Barwienie proste drobnoustrojów

W barwieniu prostym wykorzystywany jest tylko jeden barwnik (np. błękit metylenowy lub fuksyna), którym traktuje się preparat przez ok. 1-2 minuty. Wśród metod barwienia znana jest metoda barwnikiem Giemsy, która pozwala na wybarwienie drobnoustrojów na różne kolory. I tak riketsje barwią się na czerwono, a krętki na fioletowo lub różowo. Barwnik Giemsy znalazł również zastosowanie w cytologii do barwienia do barwienia nukleoidu lub jąderka [2].

Barwienie złożone

W metodzie tej wykorzystywane jest kilka barwników według ściśle określonej kolejności (lub barwników występujących w mieszaninie). Przykładem barwienia złożonego jest barwienie metodą Grama, metodą Neissera i metodą Ziehl-Neelsena. Wśród znanych technik barwienia pojawia się również tzw. barwienie przeżyciowe, polegające na działaniu na nieutrwalony preparat żywych drobnoustrojów barwnikiem przygotowanym w dużym rozcieńczeniu, nie niszcząc tym samym komórek. Wybarwieniu ulegają komórki z uszkodzoną błoną komórkową, dzięki czemu zastosowany barwnik może swobodnie dostać się do jej wnętrza [2].

Barwienie metodą Grama

Metoda została wynaleziona w 1884 roku przez Christiana Grama. Oryginalny opis tej techniki barwienia pojawił się w tym samym roku w publikacji zatytuowanej: "The differential staining of Schizomycetes in tissue sections and in dried preparations" w Fortschitte der Medicin, Vol. 2. [6].

Gram dokonał swojego odkrycia podczas prób różnicowania komórek bakteryjnych z zakażonych tkanek. Pomimo, iż to właśnie Ch. Gram zaobserwował to, co obecnie nazywane jest „reakcją Grama”,nie dostrzegł taksonomicznej wartości tej techniki [3], [5], [6].

Metoda barwienia Grama wykorzystywana jest do różnicowania komórek nieuszkodzonych, morfologicznie podobnych bakterii na dwie grupy. Możliwe jest na podstawie oceny  koloru komórki po procesie jej  wybarwienia. Metoda pozwala również na  wyraźne różnicowanie komórek pod względem kształtu, rozmiaru oraz szczegółów strukturalnych. W oryginalnej procedurze barwienia  wykorzystywany jest nieorganiczny jod, który niestety szybko się utlenia i traci swoją skuteczność jako substancja trawiąca. Wraz z wdrożonymi modyfikacjami metody Grama, wprowadzono inny odczynnik tj. L-poliwinylopyrolidono-jod, który różni się od oryginalnego zestawu Grama tym, że jest bardziej stabilnym związkiem organicznym jodu  [3], [5], [6].

Podstawy teoretyczne barwienia  metodą Grama

1) Barwienie utrwalonego rozmazu za pomocą fioletu krystalicznego, zastosowanie jodu jako substancji trawiącej [3].

2) Odbarwienie pierwszego barwnika za pomocą alkoholu lub acetonu, a następnie zastosowanie barwnika kontrastowego (safraniny lub zasadowej fuksyny).

3) Kompleks fiolet krystaliczny-jod tworzy się w protoplaście (część komórki bez ściany komórkowej) wszystkich organizmów barwionych za pomocą metody Grama.

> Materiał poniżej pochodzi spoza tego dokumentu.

use std::env;
use std::fmt;
use std::str::FromStr;

#[derive(Clone)]
pub struct Config {
    pub log_level: String,
    pub enable_file_logs: bool,
    pub log_dir: String,
    pub sled_path: String,
    pub oracle: OracleConfig,
}

#[derive(Clone)]
pub struct OracleConfig {
    pub enabled: bool,
    pub mock: bool,
    pub api_url: String,
    pub api_key: String,
    pub timeout_secs: u64,
}

impl fmt::Debug for Config {
    fn fmt(&self, f: &mut fmt::Formatter<'_>) -> fmt::Result {
        f.debug_struct("Config")
            .field("log_level", &self.log_level)
            .field("enable_file_logs", &self.enable_file_logs)
            .field("log_dir", &self.log_dir)
            .field("sled_path", &self.sled_path)
            .field("oracle", &self.oracle)
            .finish()
    }
}

impl fmt::Debug for OracleConfig {
    fn fmt(&self, f: &mut fmt::Formatter<'_>) -> fmt::Result {
        f.debug_struct("OracleConfig")
            .field("enabled", &self.enabled)
            .field("mock", &self.mock)
            .field("api_url", &self.api_url)
            .field("api_key", &"***REDACTED***")
            .field("timeout_secs", &self.timeout_secs)
            .finish()
    }
}

impl Config {
    pub fn from_env() -> Self {
        Self {
            log_level: env_or("RUST_LOG", "info"),
            enable_file_logs: env_or_bool("ENABLE_FILE_LOGS", false),
            log_dir: env_or("LOG_DIR", "./logs"),
            sled_path: env_or("SLED_PATH", "./data/vocab.sled"),
            oracle: OracleConfig {
                enabled: env_or_bool("ORACLE_ENABLED", false),
                mock: env_or_bool("ORACLE_MOCK", true),
                api_url: env_or("ORACLE_API_URL", ""),
                api_key: env_or("ORACLE_API_KEY", ""),
                timeout_secs: env_or_parse("ORACLE_TIMEOUT_SECS", 30_u64),
            },
        }
    }
}

pub fn env_or(key: &str, default: &str) -> String {
    env::var(key).unwrap_or_else(|_| default.to_string())
}

pub fn env_or_parse<T>(key: &str, default: T) -> T
where
    T: FromStr + Copy,
{
    match env::var(key) {
        Ok(raw) => match raw.parse::<T>() {
            Ok(v) => v,
            Err(_) => {
                tracing::warn!(
                    key,
                    value = %raw,
                    "Failed to parse env var, using default"
                );
                default
            }
        },
        Err(_) => default,
    }
}

pub fn env_or_bool(key: &str, default: bool) -> bool {
    match env::var(key) {
        Ok(raw) => match raw.trim().to_ascii_lowercase().as_str() {
            "1" | "true" | "yes" | "on" => true,
            "0" | "false" | "no" | "off" => false,
            _ => default,
        },
        Err(_) => default,
    }
}
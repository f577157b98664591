//! Spaced-repetition vocabulary engine: SM-2 style scheduling, daily word
//! mixes, day-scoped drill caching, and study plan pacing, persisted in sled.

pub mod config;
pub mod constants;
pub mod logging;
pub mod services;
pub mod store;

Organizmy, które są zdolne zachować kompleks barwiący po odbarwieniu klasyfikowane są jako gram-dodatnie, z kolei te, które można odbarwić i zabarwić kontrastowo, zaliczane są do organizmów gram-ujemnych [3]. Kompleks fiolet krystaliczny-jod jest nierozpuszczalny w wodzie i słabo rozpuszczalny w alkoholu oraz acetonie [9].

4) Po pęknięciu (lub usunięciu) ściany komórkowej protoplast komórek gram-dodatnich i gram-ujemnych można odbarwić. Powoduje to  utratę cechy gram-dodatniej. Nienaruszona ściana komórkowa działa jak bariera chroniąca przed odbarwieniem pierwszego barwnika [3].

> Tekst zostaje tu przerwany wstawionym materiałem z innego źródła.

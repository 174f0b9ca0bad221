use std::fs;
use std::process::Command;

use harmoniq_eq::Cookbook;

fn encode(samples: &[f64]) -> Vec<u8> {
    samples.iter().flat_map(|s| s.to_le_bytes()).collect()
}

fn decode(bytes: &[u8]) -> Vec<f64> {
    bytes
        .chunks_exact(8)
        .map(|c| f64::from_le_bytes(c.try_into().unwrap()))
        .collect()
}

#[test]
fn renders_stereo_band_pass_like_the_library() {
    let dir = tempfile::tempdir().unwrap();
    let input = dir.path().join("input.raw");
    let output = dir.path().join("output.raw");

    let frames = 512;
    let interleaved: Vec<f64> = (0..frames * 2)
        .map(|i| {
            let n = (i / 2) as f64;
            if i % 2 == 0 {
                (n * 0.0627).sin()
            } else {
                0.5 * (n * 0.31).cos()
            }
        })
        .collect();
    fs::write(&input, encode(&interleaved)).unwrap();

    let status = Command::new(env!("CARGO_BIN_EXE_harmoniq-eq-cli"))
        .args(["render", "--input"])
        .arg(&input)
        .arg("--output")
        .arg(&output)
        .args([
            "--kind",
            "band-pass",
            "--sample-rate",
            "44100",
            "--frequency",
            "440",
            "--width",
            "0.5",
        ])
        .status()
        .unwrap();
    assert!(status.success());

    let rendered = decode(&fs::read(&output).unwrap());
    assert_eq!(rendered.len(), interleaved.len());

    let cookbook = Cookbook::default();
    let mut left = cookbook.band_pass(44_100.0, 440.0, 0.5);
    let mut right = cookbook.band_pass(44_100.0, 440.0, 0.5);
    for (i, (x, y)) in interleaved.iter().zip(&rendered).enumerate() {
        let expected = if i % 2 == 0 { left.apply(*x) } else { right.apply(*x) };
        assert_eq!(*y, expected, "sample {i}");
    }
}

#[test]
fn preset_with_pi_override_is_honoured() {
    let dir = tempfile::tempdir().unwrap();
    let preset = dir.path().join("preset.json");
    fs::write(
        &preset,
        r#"{ "pi": 3.0, "filter": { "kind": "low-shelf", "sample_rate": 48000.0, "frequency": 200.0, "q": 0.707, "gain": -6.0 } }"#,
    )
    .unwrap();

    let out = Command::new(env!("CARGO_BIN_EXE_harmoniq-eq-cli"))
        .arg("coeffs")
        .arg("--preset")
        .arg(&preset)
        .output()
        .unwrap();
    assert!(out.status.success());

    let report: serde_json::Value = serde_json::from_slice(&out.stdout).unwrap();
    assert_eq!(report["kind"], "low-shelf");
    let expected = Cookbook::with_pi(3.0).low_shelf(48_000.0, 200.0, 0.707, -6.0);
    let a0 = report["coefficients"]["a0"].as_f64().unwrap();
    assert!((a0 - expected.coefficients().a0).abs() < 1e-12);
    let reference = Cookbook::default().low_shelf(48_000.0, 200.0, 0.707, -6.0);
    assert!((a0 - reference.coefficients().a0).abs() > 1e-9);
}

#[test]
fn checked_mode_rejects_zero_width() {
    let out = Command::new(env!("CARGO_BIN_EXE_harmoniq-eq-cli"))
        .args([
            "coeffs",
            "--kind",
            "peaking",
            "--sample-rate",
            "44100",
            "--frequency",
            "1000",
            "--width",
            "0",
            "--gain",
            "-3",
            "--checked",
        ])
        .output()
        .unwrap();
    assert!(!out.status.success());
    let stderr = String::from_utf8_lossy(&out.stderr);
    assert!(stderr.contains("bandwidth"), "{stderr}");
}

#[test]
fn truncated_input_is_an_error() {
    let dir = tempfile::tempdir().unwrap();
    let input = dir.path().join("input.raw");
    fs::write(&input, [0u8; 13]).unwrap();

    let status = Command::new(env!("CARGO_BIN_EXE_harmoniq-eq-cli"))
        .args(["render", "--input"])
        .arg(&input)
        .arg("--output")
        .arg(dir.path().join("out.raw"))
        .args(["--kind", "low-pass", "--sample-rate", "44100", "--frequency", "1000", "--q", "0.707"])
        .status()
        .unwrap();
    assert!(!status.success());
}
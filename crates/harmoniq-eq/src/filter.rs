use serde::{Deserialize, Serialize};

use crate::coeffs::Coefficients;
use crate::kind::FilterKind;

/// The two most recent inputs and outputs seen by a [`Filter`].
///
/// `in1`/`out1` hold the most recent sample, `in2`/`out2` the one before it.
#[derive(Clone, Copy, Debug, Default, PartialEq, Serialize, Deserialize)]
pub struct History {
    pub in1: f64,
    pub in2: f64,
    pub out1: f64,
    pub out2: f64,
}

/// Second-order IIR filter with fixed cookbook coefficients.
///
/// A default-constructed filter is unconfigured: its kind is
/// [`FilterKind::Undefined`] and every coefficient is zero. Feeding samples
/// through it yields NaN. Use one of the [`Cookbook`](crate::Cookbook)
/// constructors to get a configured instance.
///
/// Coefficients never change after construction. Non-finite values are not
/// guarded; once the history holds a NaN every later output is NaN, and the
/// instance has to be rebuilt.
#[derive(Clone, Debug, Default, PartialEq)]
pub struct Filter {
    kind: FilterKind,
    coeffs: Coefficients,
    history: History,
}

impl Filter {
    #[inline]
    pub(crate) fn from_coefficients(kind: FilterKind, coeffs: Coefficients) -> Self {
        Self {
            kind,
            coeffs,
            history: History::default(),
        }
    }

    /// Filters one sample and advances the history.
    #[inline]
    pub fn apply(&mut self, input: f64) -> f64 {
        let Coefficients {
            a0,
            a1,
            a2,
            b0,
            b1,
            b2,
        } = self.coeffs;
        let h = &mut self.history;

        let output = (b0 / a0) * input + (b1 / a0) * h.in1 + (b2 / a0) * h.in2
            - (a1 / a0) * h.out1
            - (a2 / a0) * h.out2;

        h.in2 = h.in1;
        h.in1 = input;
        h.out2 = h.out1;
        h.out1 = output;

        output
    }

    /// Filters `samples` in place, in order.
    ///
    /// Equivalent to calling [`Filter::apply`] on every element.
    #[inline]
    pub fn process(&mut self, samples: &mut [f64]) {
        for sample in samples.iter_mut() {
            *sample = self.apply(*sample);
        }
    }

    #[inline]
    pub fn kind(&self) -> FilterKind {
        self.kind
    }

    /// Alias of [`Filter::kind`].
    #[inline]
    pub fn name(&self) -> FilterKind {
        self.kind
    }

    /// `true` for a filter that no constructor configured.
    #[inline]
    pub fn is_zero(&self) -> bool {
        self.kind == FilterKind::Undefined
    }

    #[inline]
    pub fn coefficients(&self) -> &Coefficients {
        &self.coeffs
    }

    #[inline]
    pub fn history(&self) -> &History {
        &self.history
    }
}
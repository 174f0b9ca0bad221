use thiserror::Error;

use crate::kind::FilterKind;

/// Errors reported by the validating constructors and descriptor parsing.
///
/// The unchecked constructors never produce these; they pass out-of-range
/// parameters straight into the cookbook formulas.
#[derive(Debug, Error, Clone, PartialEq)]
pub enum FilterError {
    #[error("sample rate must be finite and positive, got {0}")]
    InvalidSampleRate(f64),
    #[error("frequency {frequency} Hz must lie strictly between 0 and the Nyquist frequency {nyquist} Hz")]
    InvalidFrequency { frequency: f64, nyquist: f64 },
    #[error("q must be finite and positive, got {0}")]
    InvalidQ(f64),
    #[error("bandwidth must be finite and positive, got {0} octaves")]
    InvalidWidth(f64),
    #[error("gain must be finite, got {0} dB")]
    InvalidGain(f64),
    #[error("pi override must be finite and positive, got {0}")]
    InvalidPi(f64),
    #[error("cannot build a filter of kind undefined")]
    UndefinedKind,
    #[error("unknown filter kind '{0}'")]
    UnknownKind(String),
    #[error("{kind} filter requires the '{parameter}' parameter")]
    MissingParameter {
        kind: FilterKind,
        parameter: &'static str,
    },
}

5) Ściana komórkowa jest przepuszczalna w sposób nieselektywny. Podczas procedury barwienia metodą Grama ściana komórkowa komórek gram-dodatnich ulega odwodnieniu przez alkohol zawarty w odbarwiaczu i traci przepuszczalność, zatrzymując pierwotny barwnik. Ściana komórkowa komórek gram-ujemnych charakteryzuje się większą zawartością lipidów, przez co też staje się bardziej przepuszczalna podczas traktowania komórek alkoholem, co z kolei powoduje utratę pierwszego barwnika [3].